Turion Space announced a $75M+ Series B on April 15, led by Washington Harbour Partners. The capital will fund a 5x manufacturing scale-up — from 8 to 40 spacecraft per year — and expand deployment of its DROID satellite fleet and STARFIRE operating system. The raise follows Turion's selection as one of 14 companies competing for work under the Space Force's $1.8B Andromeda program — the space-domain-awareness replacement for GSSAP.

What happened
  • Turion raised over $75M in Series B, led by Washington Harbour Partners with Center15 Capital, Magnetar, HOF Capital, and Industrious Ventures participating as new backers.

  • Capital will scale spacecraft production from 8 to 40 units annually and expand the DROID fleet and STARFIRE autonomous tasking platform.

  • Turion is one of 14 companies selected for the $1.8B Andromeda IDIQ contract (running through April 2036), alongside Anduril, L3Harris, Northrop Grumman, and True Anomaly.

Why it matters
  • Andromeda replaces GSSAP as the Space Force's "neighborhood watch" for orbital tracking — a persistent, high-priority program whose budget is growing even as adjacent NASA science programs face cuts.

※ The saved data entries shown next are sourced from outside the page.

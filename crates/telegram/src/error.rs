use thiserror::Error;

#[derive(Debug, Error)]
pub enum Error {
    /// Missing or invalid startup configuration. Fatal.
    #[error("{message}")]
    Config { message: String },

    /// The Bot API rejected a request.
    #[error(transparent)]
    Telegram(#[from] teloxide::RequestError),

    /// HTTP client failure outside a download (e.g. client construction).
    #[error(transparent)]
    Http(#[from] reqwest::Error),

    /// Resolving a file id via the Bot API failed.
    #[error("resolving attachment: {source}")]
    Resolve {
        #[source]
        source: teloxide::RequestError,
    },

    /// Attachment download failed: non-success status or interrupted
    /// transfer.
    #[error("downloading attachment: {message}")]
    Download { message: String },

    /// Image pipeline failure for this message.
    #[error(transparent)]
    Media(#[from] swatchbot_media::Error),

    /// The Bot API rejected the outbound reply.
    #[error("sending reply: {source}")]
    Send {
        #[source]
        source: teloxide::RequestError,
    },
}

impl Error {
    #[must_use]
    pub fn config(message: impl Into<String>) -> Self {
        Self::Config {
            message: message.into(),
        }
    }

    #[must_use]
    pub fn download(message: impl Into<String>) -> Self {
        Self::Download {
            message: message.into(),
        }
    }
}

pub type Result<T> = std::result::Result<T, Error>;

  • Turion's software-defined, maneuverable satellite architecture is a scarce capability in a sector dominated by static LEO constellations.

  • The dual-use commercial + defense model is increasingly how space companies achieve bankability — reducing reliance on any single customer type.

For investors
  • A $75M+ Series B in the current market signals strong institutional conviction — late-stage space infrastructure rounds have tightened meaningfully in 2026.

  • Second-order opportunities include propulsion, onboard AI for autonomous maneuvering, and space traffic management — the enabling layer for maneuverable-satellite constellations.

  • Risk caveat: IDIQ contracts award eligibility to compete, not guaranteed revenue — Turion must win task orders against 13 other suppliers, and budget appropriations remain subject to annual political risk.